With the expected explosion of email alone in the next 6 years, there needs to be a better way to perform discovery than keyword searches. The answer may be in visual analysis.

The annual joint meeting of the Council of State Archives (CoSA), the National Association of Government Records Administrators and Archives (NAGARA), and the Society of American Archivists (SAA) continued at the Marriott Wardman Park today as an extraordinary panel predicted electronic discovery methodologies in 2015.

Dr. Vickie Lemieux of Cifer (Centre for the Investigation of Financial Electronic Records) and Donald C. Force, PhD candidate at University of British Columbia, were moderated by Mr. Jason R. Baron, the Director of Litigation, Office of General Counsel of the National Archives and Records Administration (NARA).

Baron, who represents NARA to the Sedona Conference ®, opened the session with a single comment on the projected growth of email: by 2017 the number of emails collected from all presidential administrations will grow to a billion. As the records and information management professionals attending the session absorbed silently this painful truth, Force stepped forward to provide baseline arguments for support of records professionals in e-discovery.

E-Discovery Needs Records Professionals

Force began with an overview of the Federal Rules of Civil Procedure’s Rule 37e, or Safe Harbor clause. He acknowledged there is a direct correlation between Rule 37e and Rule 26e. Everything is discoverable and if it’s not privileged then it should be produced.

One of the major issues around discovery is if a company must provide then it should preserve. The issue of preservation is within the context for litigation’s sake.
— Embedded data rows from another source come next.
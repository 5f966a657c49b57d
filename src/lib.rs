//! pavement-synth: synthetic 6-axis IMU traces of road pavement
//!
//! Generates labeled accelerometer + gyroscope windows for training terrain
//! classifiers without a physical sensor.
//!
//! ## Layout
//!
//! - **types**: terrain classes, generator kinds, signal container, time axis
//! - **config**: waveform parameters, dataset preset, output target (TOML)
//! - **synthesis**: smooth/irregular carriers, pothole impulse, composites
//! - **dataset**: generation plans, parallel batch assembly, CSV/JSONL export

pub mod config;
pub mod dataset;
pub mod synthesis;
pub mod types;

// Re-export configuration
pub use config::{ConfigError, SynthConfig, WaveformParams};

// Re-export commonly used types
pub use types::{Channel, GeneratorKind, Signal, TerrainClass, TimeAxis, CHANNEL_COUNT};

// Re-export dataset pipeline
pub use dataset::{
    BatchAssembler, Dataset, DatasetError, DatasetSummary, GenerationPlan, OutputFormat,
    OutputTarget, Preset, Sample,
};

pub use synthesis::SynthesisError;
Yet it’s almost a Catch 22: if electronically stored information is short-lived, how does a company rise to the duty to preserve on short-term storage locations, like flash drives? Courts acknowledge two certainties:

  1. Not every scrap of paper should be preserved. Perfect is not expected, but determined on a case by case basis; and,
  2. Failure to preserve could demand spoliation and further sanctions.

Sanctions can be light or severe. Today they occur on case-by-case basis, but are usually in the form of additional discovery; cost-shifting (popular with back-up tapes); fines; special jury instructions; preclusion (a judge prevents a party unable to produce documents during discovery from presenting them at trial); and default judgment/dismissal. Force cited several cases for the audience to think about, including:

  • Jeffries v. Chicago Transit Authority (IL, 1985)
  • Doe vs. Norwalk Community College (CT, 2007)
  • Phillip M. Adams & Associates, LLC, v. Dell, Inc. (UT, 2009)
  • Wilson v Thorn Energy, (NY, 2010)

Safe harbor, he concluded, depends on the boat. Courts look favorably upon a party with well-documented, applied and suspended retention and disposition policies. Communication with the legal team, IT and administration is essential.

Can Visual Analysis Help?

Dr. Lemieux built upon Force’s legal citations to show the audience the path beyond keyword searches. In an era of exabytes and petabytes of data, she asked, is a technology called visual analysis the answer to ediscovery challenges?

Visual analytics is an art as well as the science of analytical reasoning augmented by human factors and data analysis against massive data spaces. It combines computation fire power with visual representation -- it crunches and represents data so the viewer can interrogate it. Visual metaphors range from bar charts to galaxy views. Social network analysis lends itself to network diagrams while content analysis diagrams present in clusters, bubbles, and galaxy views.

The four cornerstones of visual analysis are:

  1. Data representation and transformation
  2. Analytical reasoning
  3. Visual representation and interactions
  4. Production, presentation and dissemination

Visual analysis can be applied in four ways of concept searching, automatic document grouping, de-duping techniques and email coding. Visual analysis is moving into ediscovery and Lemieux offered a few projects for consideration including The University of Maryland’s retrospective analysis of email rhythms over time and Maria Esteva’s collections of unstructured Spanish documents that might be discoverable using the concept of archival bond.

The process is straightforward. Bring the data set into the visual analysis application (perhaps PNNL’s Starlight or In-spire). The objects are pre-parsed with xml data. The operator applies the algorithm to cluster and the reviewers survey relevant cluster(s) to the case. This is performed iteratively until the team is satisfied.

The advantages: with key word searching, the team has to know what it’s looking for (is there a needle in the haystack and what does it look like?). With visual analytics, the team can see the entire universe of data collectively. But the applications are not user friendly. The team needs a technology expert and a domain expert to analyze which actually provides more diversity.

The negative becomes a positive because teams interpret data differently and each ediscovery case is different. Lemieux closed her presentation with a prediction. Despite high expectations, have always lagged behind technological advances.

After today’s learning lessons in e-discovery, the approach will switch. The first pass will be visual analytics and the second pass will be keyword search analysis.

The CoSA, NAGARA, and SAA 2010 Joint Annual Meeting will continue through Sunday, August 15, 2010 at the Marriott Wardman Park in Washington DC.